//! Lead discovery.
//!
//! Two strategies: a maps API query (SerpApi-style `local_results` with
//! Places-style `next_page_token` pagination) and a rendered search-results
//! fallback parsed out of the SERP HTML. Either way the caller gets a plain
//! `Vec<Lead>`; discovery errors are logged and produce an empty list, never
//! a panic or an abort.

use scraper::{Html, Selector};
use serde::{Deserialize, Serialize};
use tracing::{debug, error, info, warn};

use crate::config::AppConfig;
use crate::fetch::PageFetcher;

/// Directory and aggregator hosts that are never direct outreach targets
const AGGREGATOR_PATTERNS: &[&str] = &[
    "yelp",
    "angi",
    "whitepages",
    "manta",
    "bbb.org",
    "yellowpages",
    "houzz",
    "gov",
    "facebook.com",
    "linkedin.com",
    "support.google.com",
    "thumbtack",
    "homeadvisor",
    "clutch.co",
];

/// A business discovered for outreach. Immutable once discovered.
#[derive(Debug, Clone, Serialize, Deserialize)]
pub struct Lead {
    pub title: String,
    pub url: String,
    /// Phone number when the maps API provided one
    pub contact: Option<String>,
    pub category: String,
    pub status: String,
}

impl Lead {
    pub fn new(title: &str, url: &str, category: &str) -> Self {
        Self {
            title: title.to_string(),
            url: url.to_string(),
            contact: None,
            category: category.to_string(),
            status: "found".to_string(),
        }
    }

    /// Host portion of the lead URL, for domain-level dedup and templates
    pub fn domain(&self) -> String {
        url::Url::parse(&self.url)
            .ok()
            .and_then(|u| u.host_str().map(str::to_string))
            .unwrap_or_else(|| self.url.clone())
    }
}

/// True when the host matches the aggregator deny-list
pub fn is_aggregator(host: &str) -> bool {
    AGGREGATOR_PATTERNS.iter().any(|p| host.contains(p))
}

#[derive(Debug, Deserialize)]
struct MapsResponse {
    #[serde(default)]
    local_results: Vec<MapsPlace>,
    #[serde(default)]
    next_page_token: Option<String>,
}

#[derive(Debug, Deserialize)]
struct MapsPlace {
    title: Option<String>,
    website: Option<String>,
    phone: Option<String>,
}

pub struct LeadDiscoverer {
    client: reqwest::Client,
    config: AppConfig,
}

impl LeadDiscoverer {
    pub fn new(config: &AppConfig) -> anyhow::Result<Self> {
        let client = reqwest::Client::builder()
            .timeout(std::time::Duration::from_secs(config.http.request_timeout_secs))
            .user_agent(config.http.user_agent.clone())
            .build()?;

        Ok(Self {
            client,
            config: config.clone(),
        })
    }

    /// Discover leads for one category in one city.
    ///
    /// Never fails: any HTTP or parse error is logged and yields an empty
    /// list so the batch can continue with other categories.
    pub async fn discover(
        &self,
        city: &str,
        category: &str,
        max_results: usize,
        filter_aggregators: bool,
        use_maps: bool,
    ) -> Vec<Lead> {
        let mut leads = if use_maps {
            self.discover_via_maps(city, category, max_results).await
        } else {
            self.discover_via_search(city, category, max_results).await
        };

        if filter_aggregators {
            let before = leads.len();
            leads.retain(|lead| !is_aggregator(&lead.domain()));
            debug!(
                "Aggregator filter dropped {} of {} leads",
                before - leads.len(),
                before
            );
        }

        leads.truncate(max_results);
        info!(
            "Discovered {} leads for '{}' in '{}'",
            leads.len(),
            category,
            city
        );
        leads
    }

    /// Maps API query with token pagination
    async fn discover_via_maps(&self, city: &str, category: &str, max_results: usize) -> Vec<Lead> {
        let Some(api_key) = self.config.credentials.serpapi_key() else {
            error!("Maps discovery requested but no maps API key is configured");
            return Vec::new();
        };

        let mut leads = Vec::new();
        let mut page_token: Option<String> = None;

        loop {
            let mut params: Vec<(&str, &str)> = vec![
                ("engine", "google_maps"),
                ("q", category),
                ("location", city),
                ("type", "search"),
                ("api_key", api_key),
                ("hl", "en"),
                ("gl", "us"),
            ];
            if let Some(token) = page_token.as_deref() {
                params.push(("next_page_token", token));
            }

            let response = match self
                .client
                .get(&self.config.discovery.maps_endpoint)
                .query(&params)
                .send()
                .await
            {
                Ok(resp) => resp,
                Err(e) => {
                    error!("Maps query failed: {}", e);
                    return leads;
                }
            };

            if !response.status().is_success() {
                error!("Maps query returned status {}", response.status());
                return leads;
            }

            let page: MapsResponse = match response.json().await {
                Ok(parsed) => parsed,
                Err(e) => {
                    error!("Failed to parse maps response: {}", e);
                    return leads;
                }
            };

            if page.local_results.is_empty() {
                warn!("Maps returned no local results for '{}' in '{}'", category, city);
            }

            for place in page.local_results {
                // A lead without its own website is not an outreach target
                let Some(website) = place.website.filter(|w| !w.is_empty()) else {
                    continue;
                };
                let mut lead = Lead::new(
                    place.title.as_deref().unwrap_or(category),
                    &website,
                    category,
                );
                lead.contact = place.phone;
                leads.push(lead);

                if leads.len() >= max_results {
                    return leads;
                }
            }

            match page.next_page_token {
                Some(token) if leads.len() < max_results => {
                    // The API rejects immediate token reuse
                    tokio::time::sleep(std::time::Duration::from_millis(
                        self.config.discovery.page_delay_ms,
                    ))
                    .await;
                    page_token = Some(token);
                }
                _ => return leads,
            }
        }
    }

    /// Rendered search-results fallback
    async fn discover_via_search(
        &self,
        city: &str,
        category: &str,
        max_results: usize,
    ) -> Vec<Lead> {
        let query = format!("{} in {}", category, city);
        let search_url = match url::Url::parse_with_params(
            &self.config.discovery.search_endpoint,
            &[("q", query.as_str()), ("hl", "en"), ("gl", "us")],
        ) {
            Ok(u) => u.to_string(),
            Err(e) => {
                error!("Invalid search endpoint: {}", e);
                return Vec::new();
            }
        };

        let fetcher = match PageFetcher::new(&self.config, false) {
            Ok(f) => f,
            Err(e) => {
                error!("Failed to build fetcher for search fallback: {}", e);
                return Vec::new();
            }
        };

        let page = fetcher.fetch(&search_url).await;
        if page.is_empty() {
            error!("Search fallback returned no HTML for '{}'", query);
            return Vec::new();
        }

        parse_search_results(&page.html, category, max_results)
    }

    /// Load leads from a file with one website URL per line.
    /// Lines starting with '#' and blank lines are skipped; URLs without a
    /// scheme get https.
    pub fn load_leads_from_file(path: &std::path::Path) -> anyhow::Result<Vec<Lead>> {
        let content = std::fs::read_to_string(path)?;
        let mut leads = Vec::new();

        for line in content.lines() {
            let line = line.trim();
            if line.is_empty() || line.starts_with('#') {
                continue;
            }

            let url = if line.starts_with("http://") || line.starts_with("https://") {
                line.to_string()
            } else {
                format!("https://{}", line)
            };

            let title = url::Url::parse(&url)
                .ok()
                .and_then(|u| u.host_str().map(str::to_string))
                .unwrap_or_else(|| line.to_string());

            leads.push(Lead::new(&title, &url, ""));
        }

        info!("Loaded {} leads from {}", leads.len(), path.display());
        Ok(leads)
    }
}

/// Parse organic result containers out of SERP HTML: first qualifying link
/// per domain wins, redirect wrappers are unwrapped.
fn parse_search_results(html: &str, category: &str, max_results: usize) -> Vec<Lead> {
    let document = Html::parse_document(html);
    let container_selector = Selector::parse("div.g").unwrap();
    let link_selector = Selector::parse("a[href]").unwrap();
    let title_selector = Selector::parse("h3").unwrap();

    let mut leads: Vec<Lead> = Vec::new();

    for container in document.select(&container_selector) {
        let Some(link) = container.select(&link_selector).next() else {
            continue;
        };
        let Some(href) = link.value().attr("href") else {
            continue;
        };

        let Some(target) = resolve_result_link(href) else {
            continue;
        };

        let Ok(parsed) = url::Url::parse(&target) else {
            continue;
        };
        let Some(host) = parsed.host_str().map(str::to_string) else {
            continue;
        };

        // One lead per domain; search pages repeat hosts constantly
        if leads.iter().any(|l| l.domain() == host) {
            continue;
        }

        let title = container
            .select(&title_selector)
            .next()
            .map(|h| h.text().collect::<String>().trim().to_string())
            .filter(|t| !t.is_empty())
            .unwrap_or_else(|| category.to_string());

        leads.push(Lead::new(&title, &target, category));

        if leads.len() >= max_results {
            break;
        }
    }

    if leads.is_empty() {
        warn!("Search result parser found no leads; page layout may have changed");
    }

    leads
}

/// Unwrap `/url?q=https://target` redirect wrappers; pass absolute links
/// through; drop everything else.
fn resolve_result_link(href: &str) -> Option<String> {
    if href.starts_with("http://") || href.starts_with("https://") {
        return Some(href.to_string());
    }

    if href.starts_with("/url?") {
        let full = format!("https://www.google.com{}", href);
        let parsed = url::Url::parse(&full).ok()?;
        for (key, value) in parsed.query_pairs() {
            if key == "q" && value.starts_with("http") {
                return Some(value.to_string());
            }
        }
    }

    None
}

#[cfg(test)]
mod tests {
    use super::*;

    #[test]
    fn test_aggregator_matching() {
        assert!(is_aggregator("www.yelp.com"));
        assert!(is_aggregator("yellowpages.com"));
        assert!(is_aggregator("texas.gov"));
        assert!(!is_aggregator("acmeplumbing.com"));
    }

    #[test]
    fn test_lead_domain() {
        let lead = Lead::new("Acme", "https://www.acme.com/about", "plumber");
        assert_eq!(lead.domain(), "www.acme.com");
    }

    #[test]
    fn test_resolve_direct_link() {
        assert_eq!(
            resolve_result_link("https://acme.com/").as_deref(),
            Some("https://acme.com/")
        );
    }

    #[test]
    fn test_resolve_redirect_wrapper() {
        let resolved = resolve_result_link("/url?q=https://acme.com/&sa=U&ved=abc");
        assert_eq!(resolved.as_deref(), Some("https://acme.com/"));
    }

    #[test]
    fn test_resolve_rejects_fragment_links() {
        assert!(resolve_result_link("#top").is_none());
        assert!(resolve_result_link("/search?q=more").is_none());
    }

    #[test]
    fn test_parse_search_results_dedups_domains() {
        let html = r#"
            <div class="g"><a href="https://acme.com/"><h3>Acme Plumbing</h3></a></div>
            <div class="g"><a href="https://acme.com/reviews"><h3>Acme Reviews</h3></a></div>
            <div class="g"><a href="https://rival.com/"><h3>Rival Plumbing</h3></a></div>
        "#;
        let leads = parse_search_results(html, "plumber", 10);
        assert_eq!(leads.len(), 2);
        assert_eq!(leads[0].title, "Acme Plumbing");
        assert_eq!(leads[1].url, "https://rival.com/");
    }

    #[test]
    fn test_parse_search_results_respects_max() {
        let html = r#"
            <div class="g"><a href="https://one.com/"><h3>One</h3></a></div>
            <div class="g"><a href="https://two.com/"><h3>Two</h3></a></div>
            <div class="g"><a href="https://three.com/"><h3>Three</h3></a></div>
        "#;
        let leads = parse_search_results(html, "plumber", 2);
        assert_eq!(leads.len(), 2);
    }

    #[test]
    fn test_parse_search_results_title_falls_back_to_category() {
        let html = r#"<div class="g"><a href="https://one.com/"></a></div>"#;
        let leads = parse_search_results(html, "roofer", 10);
        assert_eq!(leads[0].title, "roofer");
    }

    #[test]
    fn test_load_leads_from_file() {
        let dir = tempfile::tempdir().unwrap();
        let path = dir.path().join("leads.txt");
        std::fs::write(&path, "acme.com\n# comment\n\nhttps://rival.com/contact\n").unwrap();

        let leads = LeadDiscoverer::load_leads_from_file(&path).unwrap();
        assert_eq!(leads.len(), 2);
        assert_eq!(leads[0].url, "https://acme.com");
        assert_eq!(leads[0].title, "acme.com");
        assert_eq!(leads[1].url, "https://rival.com/contact");
        assert_eq!(leads[1].title, "rival.com");
    }
}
___
● **Problem to work on**
Nothing but the lines holding the word "before" should be returned from the listing above.

● **Solution for this task**
            let before = leads.len();
                before - leads.len(),
                before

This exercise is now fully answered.